Since the passage of No Child Left Behind, test scores have been defined by federal law as the goal of education. Schools and teachers that “produce”higher scores are good, schools and teachers that don’t are “bad,” and likely to suffer termination. The assumption is that higher test scores produce better life outcomes, and that is that.

In late 2016, Jay P. Greene produced a short and brilliant paper that challenged that assumption. I have fallen into the habit of asking myself whether the young people who are super-stars in many non-academic fields had high scores and guessing they did not. Fortunately, it is only in schools where students get branded with numbers like Jean Val Jean of “Les Miserables.” Outside school, they can dazzle the world as athletes, musicians, inventors, or mechanics, without a brand.

Greene writes:

“If increasing test scores is a good indicator of improving later life outcomes, we should see roughly the same direction and magnitude in changes of scores and later outcomes in most rigorously identified studies. We do not. I’m not saying we never see a connection between changing test scores and changing later life outcomes (e.g. Chetty, et al); I’m just saying that we do not regularly see that relationship. For an indicator to be reliable, it should yield accurate predictions nearly all, or at least most, of the time.

“To illustrate the un-reliability of test score changes, I’m going to focus on rigorously identified research on school choice programs where we have later life outcomes. We could find plenty of examples of disconnect from other policy interventions, such as pre-school programs, but I am focusing on school choice because I know this literature best. The fact that we can find a disconnect between test score changes and later life outcomes in any literature, let alone in several, should undermine our confidence in test scores as a reliable indicator.

“I should also emphasize that by looking at rigorous research I am rigging things in favor of test scores. If we explored the most common use of test scores — examining the level of proficiency — there are no credible researchers who believe that is a reliable indicator of school or program quality. Even measures of growth in test scores or VAM are not rigorously identified indicators of school or program quality as they do not reveal what the growth would have been in the absence of that school or program. So, I think almost every credible researcher would agree that the vast majority of ways in which test scores are used by policymakers, regulators, portfolio managers, foundation officials, and other policy elites cannot be reliable indicators of the ability of schools or programs to improve later life outcomes.”

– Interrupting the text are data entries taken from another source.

//! The set of per-service supervisors owned by the daemon.

use std::path::Path;
use std::time::Duration;

use tracing::{info, warn};

use super::super::protocol::ServiceStatus;
use crate::config::{ControlPlaneConfig, ENV_CONTROL_KEY, ENV_CONTROL_SOCKET};
use crate::control::{generate_key, Command, CommandPublisher};
use crate::errors::Result;
use crate::process::{self, LaunchSpec, Launcher, ProcessHandle};

/// How long a supervisor gets to wind down its service after `die`.
pub const SUPERVISOR_GRACE: Duration = Duration::from_secs(5);

struct Member<H> {
    name: String,
    handle: Option<H>,
}

/// Supervisors launched by the daemon, plus the control bus they listen on.
pub struct Fleet<L: Launcher> {
    launcher: L,
    publisher: CommandPublisher,
    members: Vec<Member<L::Handle>>,
    grace: Duration,
}

impl<L: Launcher> Fleet<L> {
    /// Bind the control bus with a fresh key. Nothing is launched yet.
    pub fn bind(control_socket: &Path, launcher: L, grace: Duration) -> Result<Self> {
        Ok(Self {
            launcher,
            publisher: CommandPublisher::bind(control_socket, generate_key())?,
            members: Vec::new(),
            grace,
        })
    }

    /// Command line for the supervisor of `name`: `<program> run <name> --root <root>`,
    /// with the control bus handed over through the environment.
    pub fn supervisor_spec(&self, program: &Path, config: &ControlPlaneConfig, name: &str) -> LaunchSpec {
        let command = [
            program.to_string_lossy().into_owned(),
            "run".to_string(),
            name.to_string(),
            "--root".to_string(),
            config.root.to_string_lossy().into_owned(),
        ];
        LaunchSpec::new(&command, &config.root)
            .env(ENV_CONTROL_KEY, self.publisher.key())
            .env(ENV_CONTROL_SOCKET, self.publisher.path().to_string_lossy())
    }

    /// Launch one supervisor per configured service. A service that fails to
    /// launch is recorded as not running; the rest still start.
    pub fn start_all(&mut self, program: &Path, config: &ControlPlaneConfig) -> usize {
        for entry in &config.services {
            let spec = self.supervisor_spec(program, config, &entry.name);
            let handle = match self.launcher.launch(&spec) {
                Ok(handle) => {
                    info!(service = %entry.name, pid = handle.pid(), "supervisor started");
                    Some(handle)
                }
                Err(e) => {
                    warn!(service = %entry.name, code = e.code(), error = %e, "supervisor failed to start");
                    None
                }
            };
            self.members.push(Member {
                name: entry.name.clone(),
                handle,
            });
        }
        self.members.iter().filter(|m| m.handle.is_some()).count()
    }

    pub fn status(&mut self) -> Vec<ServiceStatus> {
        self.members
            .iter_mut()
            .map(|member| match member.handle.as_mut() {
                Some(handle) => ServiceStatus {
                    name: member.name.clone(),
                    pid: Some(handle.pid()),
                    running: handle.try_exited().is_none(),
                },
                None => ServiceStatus {
                    name: member.name.clone(),
                    pid: None,
                    running: false,
                },
            })
            .collect()
    }

    /// Broadcast `die`, then give each supervisor the grace window before
    /// escalating to SIGTERM and SIGKILL.
    pub fn shutdown(&mut self) {
        let reached = self.publisher.publish(Command::Die);
        info!(reached, "shutdown broadcast to supervisors");

        for member in &mut self.members {
            let Some(handle) = member.handle.as_mut() else {
                continue;
            };
            match process::shutdown(handle, self.grace) {
                Ok(outcome) => info!(service = %member.name, ?outcome, "supervisor stopped"),
                Err(e) => warn!(service = %member.name, error = %e, "supervisor did not stop cleanly"),
            }
        }
        self.publisher.close();
    }
}
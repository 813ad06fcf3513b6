//! Status command - reports the daemon and its supervisors

use std::path::Path;

use anyhow::{bail, Context, Result};
use colored::Colorize;

use crate::config::ControlPlaneConfig;
use crate::daemon::{DaemonServer, DaemonStatus};

/// Print daemon and per-service state. Fails when the daemon is down, so
/// scripts can rely on the exit code.
pub fn execute(root: &Path) -> Result<()> {
    let config = ControlPlaneConfig::at(root);

    match DaemonServer::check_status(&config) {
        DaemonStatus::NotRunning => {
            println!("{} Daemon is not running", "─".dimmed());
            bail!("vigil is not running");
        }
        DaemonStatus::ProcessOnly => {
            let pid = DaemonServer::read_pid(&config).unwrap_or_default();
            println!(
                "{} Daemon process {} exists but its socket is unreachable",
                "!".yellow().bold(),
                pid
            );
            bail!("vigil is not responding");
        }
        DaemonStatus::Running => {}
    }

    let pid = DaemonServer::read_pid(&config).unwrap_or_default();
    println!("{} Daemon running (pid {})", "✓".green().bold(), pid);

    let services = DaemonServer::query_status(&config).context("Failed to query daemon")?;
    if services.is_empty() {
        println!("  {}", "no services configured".dimmed());
    }
    for service in services {
        let marker = if service.running {
            "●".green()
        } else {
            "○".red()
        };
        let pid = service
            .pid
            .map(|pid| pid.to_string())
            .unwrap_or_else(|| "-".to_string());
        println!("  {marker} {:<20} pid {}", service.name.bold(), pid.dimmed());
    }
    Ok(())
}
//! Unix socket transport for peer calls: `[u32 len][u64 seq][payload]`.

use std::os::unix::net::UnixStream;
use std::path::{Path, PathBuf};
use std::sync::atomic::{AtomicBool, Ordering};
use std::sync::Arc;
use std::thread::{self, JoinHandle};
use std::time::Instant;

use tracing::{debug, warn};

use super::{Connector, PeerChannel};
use crate::control::{bind_listener, spawn_acceptor};
use crate::errors::{Result, VigilError};
use crate::wire::{read_frame, write_frame};

fn encode(seq: u64, payload: &[u8]) -> Vec<u8> {
    let mut body = Vec::with_capacity(8 + payload.len());
    body.extend_from_slice(&seq.to_be_bytes());
    body.extend_from_slice(payload);
    body
}

fn decode(mut body: Vec<u8>) -> Result<(u64, Vec<u8>)> {
    if body.len() < 8 {
        return Err(VigilError::Protocol {
            context: "peer frame",
            details: format!("frame of {} bytes has no sequence number", body.len()),
        });
    }
    let payload = body.split_off(8);
    let mut seq = [0u8; 8];
    seq.copy_from_slice(&body);
    Ok((u64::from_be_bytes(seq), payload))
}

/// Opens a new connection to a peer's socket on every `connect`.
#[derive(Debug, Clone)]
pub struct UnixConnector {
    path: PathBuf,
}

impl UnixConnector {
    pub fn new(path: impl Into<PathBuf>) -> Self {
        Self { path: path.into() }
    }
}

impl Connector for UnixConnector {
    type Channel = UnixChannel;

    fn connect(&mut self) -> Result<UnixChannel> {
        let stream = UnixStream::connect(&self.path).map_err(|e| VigilError::io(&self.path, e))?;
        Ok(UnixChannel { stream })
    }
}

#[derive(Debug)]
pub struct UnixChannel {
    stream: UnixStream,
}

impl PeerChannel for UnixChannel {
    fn send(&mut self, seq: u64, payload: &[u8]) -> Result<()> {
        write_frame(&mut self.stream, &encode(seq, payload))
    }

    fn recv(&mut self, deadline: Instant) -> Result<(u64, Vec<u8>)> {
        let remaining = deadline.saturating_duration_since(Instant::now());
        if remaining.is_zero() {
            return Err(VigilError::Timeout {
                operation: "peer reply",
                timeout_ms: 0,
            });
        }
        self.stream
            .set_read_timeout(Some(remaining))
            .map_err(|source| VigilError::Transport {
                context: "peer read timeout",
                source,
            })?;
        decode(read_frame(&mut self.stream)?)
    }

    fn close(&mut self) {
        let _ = self.stream.shutdown(std::net::Shutdown::Both);
    }
}

/// Serves peer calls on a Unix socket, one thread per connection.
///
/// Each request is answered with the handler's reply under the request's
/// sequence number.
pub struct PeerServer {
    path: PathBuf,
    shutdown: Arc<AtomicBool>,
    acceptor: Option<JoinHandle<()>>,
}

impl PeerServer {
    pub fn bind<F>(path: &Path, handler: F) -> Result<Self>
    where
        F: Fn(&[u8]) -> Vec<u8> + Send + Sync + 'static,
    {
        let listener = bind_listener(path)?;
        let shutdown = Arc::new(AtomicBool::new(false));
        let handler = Arc::new(handler);

        let acceptor = spawn_acceptor("peer-acceptor", listener, Arc::clone(&shutdown), move |stream| {
            let handler = Arc::clone(&handler);
            let spawned = thread::Builder::new()
                .name("peer-connection".to_string())
                .spawn(move || serve_connection(stream, handler.as_ref()));
            if let Err(e) = spawned {
                warn!(error = %e, "failed to start peer connection thread");
            }
        })
        .map_err(|e| VigilError::io(path, e))?;

        Ok(Self {
            path: path.to_path_buf(),
            shutdown,
            acceptor: Some(acceptor),
        })
    }

    pub fn close(&mut self) {
        self.shutdown.store(true, Ordering::Relaxed);
        if let Some(handle) = self.acceptor.take() {
            let _ = handle.join();
        }
        let _ = std::fs::remove_file(&self.path);
    }
}

impl Drop for PeerServer {
    fn drop(&mut self) {
        self.close();
    }
}

fn serve_connection<F>(mut stream: UnixStream, handler: &F)
where
    F: Fn(&[u8]) -> Vec<u8> + ?Sized,
{
    loop {
        let (seq, request) = match read_frame(&mut stream).and_then(decode) {
            Ok(frame) => frame,
            Err(e) => {
                debug!(error = %e, "peer connection closed");
                return;
            }
        };
        let reply = handler(&request);
        if let Err(e) = write_frame(&mut stream, &encode(seq, &reply)) {
            debug!(seq, error = %e, "peer reply not delivered");
            return;
        }
    }
}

I would add that Chetty et al did not establish a causal relationship between teacher VAM and later life outcomes, only a correlation. The claim that my fourth grade teacher “caused” me not to become pregnant a decade later strains credulity. At least mine.

Greene’s essay includes an excellent reading list of studies showing high test scores but no change in high school graduation rate or college attendance.

The Milwaukee and D.C. voucher studies that show a gain in high school graduation rate should note the high attrition rate from these programs, which inflates the graduation rate.

Imagine saying to a governor, I have a policy intervention that will raise test scores but will have little or no effect on life outcomes. Would they jump at the offer? Based on the political activity of the past 15 years, the answer is yes.

Overall, however, a seminal essay from a prominent pro-choice scholar.